“O Brasil está em recessão técnica”, disse-nos o IBGE na semana passada. Para os iniciados, recessão técnica é nada mais do que a constatação de que a atividade econômica do país se retraiu pelo segundo trimestre consecutivo. Para os incautos, “recessão técnica” é um péssimo termo para expressar as mazelas que nos afligem. Lembra “parada técnica”, aquela regra que a Fifa inventou e que vimos na Copa, quando a temperatura excedia os 32° e os jogadores precisavam parar para dar aquela respirada, aquela hidratada, para então retornar ao campo a pleno vapor.
A economia brasileira não há de voltar ao campo a pleno vapor. Há quatro anos a coitada tenta se reerguer e dá de cara com os obstáculos que o governo impõe, inadvertidamente. Inadvertidamente porque pensa estar fazendo o melhor para o país e se recusa a perceber que nada funcionou até agora. Culpa a “crise externa” – ainda que os EUA estejam se recuperando e a China, crescendo -, secas e caprichos da natureza. Culpa até a Copa das Copas: “Foi a falta de dias úteis”, diz Guido Mantega, e ecoa a presidente Dilma Rousseff.
Por certo, o mundo não está fácil. Problemas geopolíticos são muitos, das ameaças de Vladimir Putin às investidas do movimento islâmico Isis. A Europa está à beira de tornar-se um novo Japão: economia que não cresce, risco de deflação ou de queda generalizada dos preços. Nada disso, entretanto, tem impedido nossos pares de crescer. Podem até não estar se expandindo no ritmo que gostariam, mas crescem ainda assim. Afora as Argentinas e Venezuelas do mundo – casos escrachados de má gestão econômica -, os demais países emergentes têm conseguido contornar os problemas globais com alguma destreza. Não o Brasil. O Brasil do investimento que “ia se recuperar”, mas que caiu 11% no segundo trimestre de 2014. Brasil, país da poupança de míseros 14% do PIB, montante que não dá nem para o começo dos ambiciosos planos de desenvolvimento do atual governo.

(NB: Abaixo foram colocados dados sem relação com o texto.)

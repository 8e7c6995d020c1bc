// Coin Selection Tests
// Fees, destination checks, exact-match search and packetisation under size caps.

use ctcwallet::{
    address::AccountAddress,
    selection::{self, Candidate, Destination, Selector},
    WalletError,
};

const COIN: u128 = 1_000_000_000_000_000_000;
const FEE: u128 = 50_000_000_000_000_000;

fn addr(tag: u8) -> AccountAddress {
    AccountAddress { spend_public: [tag; 32], view_public: [tag.wrapping_add(100); 32] }
}

fn stealth(tag: u8, amount: u128) -> Destination {
    Destination::Utxo { address: addr(tag), is_subaddress: false, amount, remark: [0; 32], is_change: false }
}

fn pool(amounts: &[u128]) -> Vec<Candidate> {
    amounts
        .iter()
        .enumerate()
        .map(|(i, a)| Candidate { transfer: i, sub_index: 0, height: i as u64, amount: *a })
        .collect()
}

fn total(cs: &[Candidate]) -> u128 {
    cs.iter().map(|c| c.amount).sum()
}

fn selector(max_global: Option<u64>) -> Selector {
    Selector {
        utxo_fee: FEE,
        max_global,
        ring_size: selection::DEFAULT_RING_SIZE,
        change: addr(0xcc),
        change_is_subaddress: false,
    }
}

#[test]
fn test_fees() {
    println!("🧪 Testing fee schedules...");
    assert_eq!(selection::utxo_fee(selection::DEFAULT_UTXO_GAS), FEE);

    assert_eq!(selection::account_fee(0), 0);
    assert_eq!(selection::account_fee(1), FEE, "minimum gas applies");
    assert_eq!(selection::account_fee(10 * COIN), FEE);
    assert_eq!(selection::account_fee(11 * COIN), 550_000 * selection::GAS_PRICE);
    assert_eq!(selection::account_fee(11 * COIN - 1), 550_000 * selection::GAS_PRICE, "coins round up");
    assert_eq!(selection::account_fee(u128::MAX), 5_000_000_000 * selection::GAS_PRICE, "maximum gas applies");
    println!("  ✅ UTXO and account fees match");
}

#[test]
fn test_check_dests() {
    println!("🧪 Testing destination validation...");
    assert!(matches!(selection::check_dests(&[], FEE), Err(WalletError::OutputEmpty)));
    assert!(matches!(
        selection::check_dests(&[stealth(1, 9_999_999_999)], FEE),
        Err(WalletError::OutputAmountInvalid)
    ));
    assert!(matches!(
        selection::check_dests(&[stealth(1, 15_000_000_000)], FEE),
        Err(WalletError::OutputAmountInvalid)
    ));

    let need = selection::check_dests(&[stealth(1, COIN)], FEE).expect("valid");
    assert_eq!(need.amount, COIN + FEE);
    assert!(need.has_utxo_out);

    let account = Destination::Account { to: [9; 20], amount: 2 * COIN, data: Vec::new() };
    let need = selection::check_dests(&[account.clone()], FEE).expect("valid");
    assert_eq!(need.amount, 2 * COIN + FEE + selection::account_fee(2 * COIN));
    assert!(!need.has_utxo_out);

    let need = selection::check_dests(&[account, stealth(1, COIN)], FEE).expect("valid");
    assert_eq!(need.amount, 3 * COIN + FEE + selection::account_fee(2 * COIN));
    println!("  ✅ Amount rules and need computation hold");
}

#[test]
fn test_size_estimate_and_ring_size() {
    println!("🧪 Testing size estimation and ring size choice...");
    assert_eq!(selection::estimate_tx_size(1, 2, 11), 2209);
    assert!(selection::estimate_tx_size(2, 2, 11) > selection::estimate_tx_size(1, 2, 11));
    assert!(selection::estimate_tx_size(1, 2, 1) < selection::estimate_tx_size(1, 2, 11));

    assert_eq!(selection::ring_size_for(2, None, 11), 1);
    // : max_global is an index, so Some(21) means 22 outputs on chain
    assert_eq!(selection::ring_size_for(2, Some(20), 11), 1);
    assert_eq!(selection::ring_size_for(2, Some(21), 11), 11);
    assert_eq!(selection::ring_size_for(1, Some(9), 11), 1);
    assert_eq!(selection::ring_size_for(1, Some(10), 11), 11);
    println!("  ✅ Full rings only with enough decoys");
}

#[test]
fn test_coin_selection() {
    println!("🧪 Testing input selection strategies...");

    // : an output equal to the target wins
    let p = pool(&[4 * COIN, 10 * COIN, 20 * COIN]);
    assert_eq!(total(&selection::coin_selection(&p, 10 * COIN).expect("select")), 10 * COIN);

    // : small outputs summing exactly to the target
    let p = pool(&[4 * COIN, 6 * COIN, 9 * COIN, 20 * COIN]);
    let picked = selection::coin_selection(&p, 10 * COIN).expect("select");
    let mut amounts: Vec<u128> = picked.iter().map(|c| c.amount).collect();
    amounts.sort_unstable();
    assert_eq!(amounts, vec![4 * COIN, 6 * COIN], "exact match found by search");

    // : small outputs cannot cover it, the smallest large one does
    let p = pool(&[3 * COIN, 7 * COIN, 20 * COIN, 30 * COIN]);
    assert_eq!(selection::coin_selection(&p, 11 * COIN).expect("select"), vec![p[2]]);

    // : no exact match and a random draw beats the large output
    let p = pool(&[4 * COIN, 4 * COIN, 4 * COIN]);
    let picked = selection::coin_selection(&p, 10 * COIN).expect("select");
    assert_eq!(picked.len(), 3);

    // : a random draw that overshoots loses to a single large output
    let p = pool(&[4 * COIN, 4 * COIN, 4 * COIN, 50 * COIN]);
    assert_eq!(selection::coin_selection(&p, 10 * COIN).expect("select"), vec![p[3]]);

    assert!(matches!(
        selection::coin_selection(&pool(&[COIN, COIN]), 3 * COIN),
        Err(WalletError::BalanceNotEnough)
    ));
    println!("  ✅ Exact, single and random strategies behave");
}

#[test]
fn test_exact_search() {
    println!("🧪 Testing the exact-match search...");
    let p = pool(&[5, 5, 5, 3, 3, 2].map(|v| v * COIN));
    let found = selection::select_dfs(&p, 11 * COIN).expect("5 + 3 + 3");
    assert_eq!(total(&found), 11 * COIN);

    assert!(matches!(selection::select_dfs(&p, 24 * COIN), Err(WalletError::ExactMatchFail)));
    let evens = pool(&[2, 4, 6, 8].map(|v| v * COIN));
    assert!(matches!(selection::select_dfs(&evens, 7 * COIN), Err(WalletError::ExactMatchFail)));
    println!("  ✅ Search finds sums and gives up cleanly");
}

#[test]
fn test_merge_dests() {
    println!("🧪 Testing destination merging under the output cap...");
    let same: Vec<Destination> = (1..=17).map(|i| stealth(1, i * COIN)).collect();
    let sum: u128 = same.iter().map(Destination::amount).sum();
    let merged = selection::merge_dests(same).expect("mergeable");
    assert_eq!(merged.len(), 16);
    assert_eq!(merged.iter().map(Destination::amount).sum::<u128>(), sum);

    let distinct: Vec<Destination> = (1..=17).map(|i| stealth(i, COIN)).collect();
    assert!(matches!(selection::merge_dests(distinct), Err(WalletError::DestsMergeFail)));

    let few = vec![stealth(1, COIN), stealth(1, COIN)];
    assert_eq!(selection::merge_dests(few.clone()).expect("untouched"), few);
    println!("  ✅ Only shared spend keys are merged");
}

#[test]
fn test_select_adds_change() {
    println!("🧪 Testing single-packet selection with change...");
    let s = selector(None);
    let p = pool(&[COIN, 2 * COIN]);
    let packets = s.select(&p, &[stealth(1, 3 * COIN / 2)]).expect("select");
    assert_eq!(packets.len(), 1);
    assert_eq!(packets[0].inputs, vec![p[1]]);
    let change = packets[0].outputs.iter().find(|d| d.is_change()).expect("change output");
    assert_eq!(change.amount(), 2 * COIN - 3 * COIN / 2 - FEE);
    assert!(matches!(change, Destination::Utxo { address, .. } if *address == addr(0xcc)));
    println!("  ✅ Change goes back to the change address");
}

#[test]
fn test_account_only_change_pays_extra_fee() {
    println!("🧪 Testing account-only payments...");
    let s = selector(None);
    let pay = Destination::Account { to: [7; 20], amount: COIN, data: Vec::new() };
    let account_fee = selection::account_fee(COIN);

    let exact = pool(&[COIN + FEE + account_fee]);
    let packets = s.select(&exact, &[pay.clone()]).expect("exact");
    assert_eq!(packets[0].outputs, vec![pay.clone()], "no change output");

    let p = pool(&[2 * COIN]);
    let packets = s.select(&p, &[pay]).expect("with change");
    let change = packets[0].outputs.iter().find(|d| d.is_change()).expect("change output");
    assert_eq!(change.amount(), 2 * COIN - COIN - account_fee - 2 * FEE, "change output adds a UTXO fee");
    println!("  ✅ A change output costs one more UTXO fee");
}

#[test]
fn test_direct_selection_packetises() {
    println!("🧪 Testing packetisation of a payment from many small outputs...");
    let s = selector(Some(10_000));
    let p = pool(&[COIN / 10; 60]);
    let packets = s.select(&p, &[stealth(1, 5 * COIN)]).expect("packetised");
    assert!(packets.len() > 1, "one transaction would exceed the size cap");

    let mut paid = 0u128;
    let mut used = 0usize;
    for packet in &packets {
        let outs: u128 = packet.outputs.iter().map(Destination::amount).sum();
        assert_eq!(total(&packet.inputs), outs + FEE, "each packet pays exactly one fee");
        assert!(packet.outputs.iter().filter(|d| d.is_utxo()).count() <= 16);
        let ring = s.ring_size(packet.inputs.len());
        assert!(selection::estimate_tx_size(packet.inputs.len(), 16, ring) <= selection::HARD_SIZE_LIMIT);
        paid += packet.outputs.iter().filter(|d| !d.is_change()).map(Destination::amount).sum::<u128>();
        used += packet.inputs.len();
    }
    assert_eq!(paid, 5 * COIN);
    assert!(used <= 60);
    println!("  ✅ {} packets pay the full amount", packets.len());

    let short = pool(&[COIN / 10; 40]);
    assert!(matches!(s.select(&short, &[stealth(1, 5 * COIN)]), Err(WalletError::BalanceNotEnough)));
}

#[test]
fn test_select_falls_back_when_outputs_cannot_merge() {
    println!("🧪 Testing fallback to packetisation when one packet cannot hold the outputs...");
    let s = selector(None);
    let p = pool(&[17 * COIN + FEE]);

    // : seventeen distinct spend keys cannot be folded under the output cap
    let distinct: Vec<Destination> = (1..=17).map(|t| stealth(t, COIN)).collect();
    assert!(matches!(s.select(&p, &distinct), Err(WalletError::DestsMergeFail)));
    assert!(matches!(s.direct_selection(&p, &distinct), Err(WalletError::DestsMergeFail)));

    // : a shared key lets the single packet succeed
    let mut shared = distinct.clone();
    shared[16] = stealth(1, COIN);
    let packets = s.select(&p, &shared).expect("merged packet");
    assert_eq!(packets.len(), 1);
    assert!(packets[0].outputs.iter().filter(|d| d.is_utxo()).count() <= 16);
    let paid: u128 = packets[0].outputs.iter().filter(|d| !d.is_change()).map(Destination::amount).sum();
    assert_eq!(paid, 17 * COIN);
    assert!(!packets[0].outputs.iter().any(Destination::is_change));
    println!("  ✅ Merge failures go through the greedy path");
}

As políticas do governo deram errado. E agora? Como sair do atoleiro criado pelas supostas boas intenções que resultaram no pior resultado para a atividade desde 2009, ano das sequelas da maior crise financeira internacional do século? Essas são as questões que o próximo governo deverá enfrentar. Não nos iludamos: os próximos quatro anos hão de ser dedicados a consertar os estragos provocados pela má condução econômica do atual governo. A infraestrutura, o resgate da competitividade da economia brasileira, as reformas estruturais relativas à estrutura tributária e ao mercado de trabalho ficarão para depois. Não importa o que digam os candidatos hoje. A verdade inconveniente é que nenhum esforço para resolver os problemas estruturais do país resultará em algo se a estabilidade macroeconômica – hoje desmontada – não estiver consolidada.
Promessas sobre o que um ou outro fará para melhorar a saúde, a educação, a segurança nada significam se o país não voltar a crescer com inflação baixa, o que só pode ocorrer se a política fiscal for aprumada e a política monetária, resgatada. A política monetária, como comentei recentemente em entrevista para este jornal, é a parte fácil. Difícil mesmo é desembaralhar os balanços do Tesouro, das empresas do setor elétrico, do BNDES, da Caixa Econômica Federal. Sem isso, não há saneamento fiscal possível. Por onde começar? Confesso que não sei.
O que sei é que as promessas do atual governo perderam o sentido, as explicações fracassaram e não há mais espaço, tempo ou paciência para aguentar o discurso enfadonho que nos levou à “recessão técnica”. O PT teve a sua era e deixou seu legado – uma melhora passageira da distribuição de renda. Passageira porque não souberam fazer a economia crescer e pouco se importaram com a inflação em alta. Repetem à exaustão que o mercado de trabalho está bem, mas a verdade é que o país que encolhe perde empregos, mais cedo ou mais tarde. Se nem sempre é vantajoso mexer em time que está ganhando, em time que está perdendo essa é uma necessidade premente. Está na hora de mexer.